The test is already being rolled out at the Royal Prince Alfred Hospital's Liver Transplant Unit, and researchers believe it could become standard practice across liver clinics and transplant programs. The stakes are high enough to justify it: a liver transplant is a second chance at life, and it requires honesty about the very thing that may have destroyed the first liver. Now doctors have a tool that doesn't depend on honesty. It depends on chemistry.
Citas Notables
PEth is a biochemical signature of alcohol use that can be detected for up to five weeks after drinking and is both highly sensitive and very accurate, making it ideal for monitoring changes in alcohol consumption behavior over time.— Clinical Professor Devanshi Seth, senior author
Accurate alcohol detection is vital in transplant settings because it allows doctors to support patients with alcohol use disorder and make the best decisions for transplant eligibility and post-transplant relapse prevention.— Dr. Anastasia Volovets, Liver Transplant Team specialist
La Conversación del Hearth Otra perspectiva de la historia
Why does it matter so much whether patients are truthful about their drinking? Can't doctors just treat the liver disease itself?

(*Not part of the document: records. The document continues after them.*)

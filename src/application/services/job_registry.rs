use std::collections::HashMap;

use serde::Serialize;

use super::admission::{AdmissionController, StageLimits};
use super::stage_queues::StageQueues;
use crate::domain::{Job, JobId, MlResult, Stage, StoragePath, TransitionError};

/// What a dispatch has to send, captured while the registry lock is held so
/// the network call itself can run without it.
#[derive(Debug, Clone, PartialEq)]
pub enum PlannedWork {
    Audio {
        audio_ref: StoragePath,
        filename: String,
    },
    Transcript(String),
}

#[derive(Debug, Clone, PartialEq)]
pub struct DispatchPlan {
    pub job_id: JobId,
    pub stage: Stage,
    pub work: PlannedWork,
}

#[derive(Debug, Clone, Copy, PartialEq, Eq, Serialize)]
#[serde(rename_all = "lowercase")]
pub enum CallbackOutcome {
    Accepted,
    Duplicate,
    Unknown,
}

#[derive(Debug, thiserror::Error)]
pub enum RegistryError {
    #[error("job already registered: {0}")]
    DuplicateJob(JobId),
    #[error("job not found: {0}")]
    NotFound(JobId),
    #[error(transparent)]
    Transition(#[from] TransitionError),
}

#[derive(Debug, Clone, Copy, PartialEq, Eq, Serialize)]
pub struct StageCounts {
    pub asr: usize,
    pub ml: usize,
}

impl StageCounts {
    fn collect(f: impl Fn(Stage) -> usize) -> Self {
        Self {
            asr: f(Stage::Asr),
            ml: f(Stage::Ml),
        }
    }
}

#[derive(Debug, Clone, PartialEq, Eq, Serialize)]
pub struct RegistrySnapshot {
    pub in_flight: StageCounts,
    pub limits: StageCounts,
    pub queue_depth: StageCounts,
    pub jobs: usize,
}

/// All orchestrator state: job records, admission counters and stage queues.
///
/// Every method is synchronous; callers hold a single lock around the whole
/// registry, which is what makes each method's check-then-mutate atomic.
#[derive(Debug)]
pub struct JobRegistry {
    jobs: HashMap<JobId, Job>,
    admission: AdmissionController,
    queues: StageQueues,
}

impl JobRegistry {
    pub fn new(limits: StageLimits) -> Self {
        Self {
            jobs: HashMap::new(),
            admission: AdmissionController::new(limits),
            queues: StageQueues::new(),
        }
    }

    pub fn insert(&mut self, job: Job) -> Result<(), RegistryError> {
        if self.jobs.contains_key(&job.id) {
            return Err(RegistryError::DuplicateJob(job.id));
        }
        self.jobs.insert(job.id, job);
        Ok(())
    }

    pub fn get(&self, job_id: &JobId) -> Option<&Job> {
        self.jobs.get(job_id)
    }

    pub fn len(&self) -> usize {
        self.jobs.len()
    }

    pub fn is_empty(&self) -> bool {
        self.jobs.is_empty()
    }

    pub fn admission(&self) -> &AdmissionController {
        &self.admission
    }

    pub fn queues(&self) -> &StageQueues {
        &self.queues
    }

    /// Sends the job into `stage` if a slot is free and nobody is waiting
    /// ahead of it; otherwise parks it at the back of the stage queue.
    pub fn admit_or_enqueue(
        &mut self,
        job_id: JobId,
        stage: Stage,
    ) -> Result<Option<DispatchPlan>, RegistryError> {
        let job = self
            .jobs
            .get_mut(&job_id)
            .ok_or(RegistryError::NotFound(job_id))?;

        if self.queues.is_empty(stage) && self.admission.try_admit(stage) {
            if let Err(e) = job.transition(stage.in_flight_status()) {
                self.admission.release(stage);
                return Err(e.into());
            }
            return Ok(Some(plan_for(job, stage)));
        }

        job.transition(stage.queued_status())?;
        self.queues.push(stage, job_id);
        tracing::debug!(
            job_id = %job_id,
            stage = %stage,
            queue_depth = self.queues.len(stage),
            "Stage at capacity, job queued"
        );
        Ok(None)
    }

    /// Pops queued jobs into free slots, head first, and marks them sent.
    /// Each id leaves its queue before it is planned, so overlapping drains
    /// never plan the same job twice.
    pub fn plan_dispatches(&mut self) -> Vec<DispatchPlan> {
        let mut plans = Vec::new();

        for stage in Stage::ALL {
            while !self.queues.is_empty(stage) && self.admission.try_admit(stage) {
                let Some(job_id) = self.queues.pop(stage) else {
                    self.admission.release(stage);
                    break;
                };

                let Some(job) = self.jobs.get_mut(&job_id) else {
                    tracing::warn!(job_id = %job_id, stage = %stage, "Queued job has no record");
                    self.admission.release(stage);
                    continue;
                };

                match job.transition(stage.in_flight_status()) {
                    Ok(_) => plans.push(plan_for(job, stage)),
                    Err(e) => {
                        tracing::warn!(job_id = %job_id, error = %e, "Skipping queued job");
                        self.admission.release(stage);
                    }
                }
            }
        }

        plans
    }

    /// Applies an ASR completion. On acceptance the ASR slot is freed and the
    /// job is admitted to (or queued for) the ML stage; the returned plan is
    /// set when ML admission succeeded immediately.
    pub fn accept_transcript(
        &mut self,
        job_id: JobId,
        text: String,
    ) -> (CallbackOutcome, Option<DispatchPlan>) {
        let Some(job) = self.jobs.get_mut(&job_id) else {
            return (CallbackOutcome::Unknown, None);
        };

        if job.status != Stage::Asr.in_flight_status() {
            tracing::debug!(job_id = %job_id, status = %job.status, "Duplicate ASR callback ignored");
            return (CallbackOutcome::Duplicate, None);
        }

        if let Err(e) = job.transition(Stage::Asr.done_status()) {
            tracing::error!(job_id = %job_id, error = %e, "ASR completion rejected");
            return (CallbackOutcome::Duplicate, None);
        }
        job.set_transcript(text);
        self.admission.release(Stage::Asr);

        match self.admit_or_enqueue(job_id, Stage::Ml) {
            Ok(plan) => (CallbackOutcome::Accepted, plan),
            Err(e) => {
                tracing::error!(job_id = %job_id, error = %e, "ML admission failed");
                (CallbackOutcome::Accepted, None)
            }
        }
    }

    /// Applies an ML completion, freeing the ML slot.
    pub fn accept_result(&mut self, job_id: JobId, result: MlResult) -> CallbackOutcome {
        let Some(job) = self.jobs.get_mut(&job_id) else {
            return CallbackOutcome::Unknown;
        };

        if job.status != Stage::Ml.in_flight_status() {
            tracing::debug!(job_id = %job_id, status = %job.status, "Duplicate ML callback ignored");
            return CallbackOutcome::Duplicate;
        }

        if let Err(e) = job.transition(Stage::Ml.done_status()) {
            tracing::error!(job_id = %job_id, error = %e, "ML completion rejected");
            return CallbackOutcome::Duplicate;
        }
        job.set_result(result);
        self.admission.release(Stage::Ml);
        CallbackOutcome::Accepted
    }

    /// Rolls a failed dispatch back: records the error, demotes the job to
    /// the stage's queued state, frees the slot and re-enqueues it.
    ///
    /// Returns false, changing nothing, when the job is no longer in flight
    /// for `stage` (its callback arrived while the dispatch was still
    /// retrying).
    pub fn record_dispatch_failure(&mut self, job_id: JobId, stage: Stage, error: &str) -> bool {
        let Some(job) = self.jobs.get_mut(&job_id) else {
            return false;
        };

        if job.status != stage.in_flight_status() {
            return false;
        }

        if let Err(e) = job.transition(stage.queued_status()) {
            tracing::error!(job_id = %job_id, error = %e, "Dispatch rollback rejected");
            return false;
        }
        job.record_error(error);
        self.admission.release(stage);
        self.queues.push(stage, job_id);
        true
    }

    pub fn snapshot(&self) -> RegistrySnapshot {
        RegistrySnapshot {
            in_flight: StageCounts::collect(|s| self.admission.in_flight(s)),
            limits: StageCounts::collect(|s| self.admission.limit(s)),
            queue_depth: StageCounts::collect(|s| self.queues.len(s)),
            jobs: self.jobs.len(),
        }
    }
}

fn plan_for(job: &Job, stage: Stage) -> DispatchPlan {
    let work = match stage {
        Stage::Asr => PlannedWork::Audio {
            audio_ref: job.audio_ref.clone(),
            filename: job.audio_ref.file_name().to_string(),
        },
        Stage::Ml => PlannedWork::Transcript(job.transcript.clone().unwrap_or_default()),
    };
    DispatchPlan {
        job_id: job.id,
        stage,
        work,
    }
}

Because alcohol use disorder is a disease too, and it doesn't stop at the liver. If someone gets a transplant but keeps drinking, the new liver fails just like the old one. You're giving them a second chance that gets wasted. So transplant teams need to know: is this person ready to stop, or are they still in denial about their drinking?
But the study found that a third of patients who said they weren't drinking actually were. That's a lot of people lying.
Not necessarily lying. Some are in denial. Some are ashamed. Some genuinely don't track their intake carefully. The point is that self-report is unreliable—not because people are dishonest, but because drinking and memory and shame all tangle together. This test cuts through that.
How long does PEth stay in the blood?
Up to five weeks. That's longer than most other markers, which is why it's useful for tracking patterns over time. You can see if someone's actually reducing their intake, not just whether they had a drink yesterday.
What happens now? Does every liver patient get tested?
It's being introduced at transplant units first, where the stakes are highest. But the researchers think it could become standard in liver clinics more broadly. The test exists. The evidence is clear. It's a matter of adoption.
Does knowing about the test change how patients behave?
That's the hope. If patients know their drinking will show up in blood work, they might be more honest with themselves and their doctors. And if doctors have accurate information, they can offer better support—not judgment, but real help.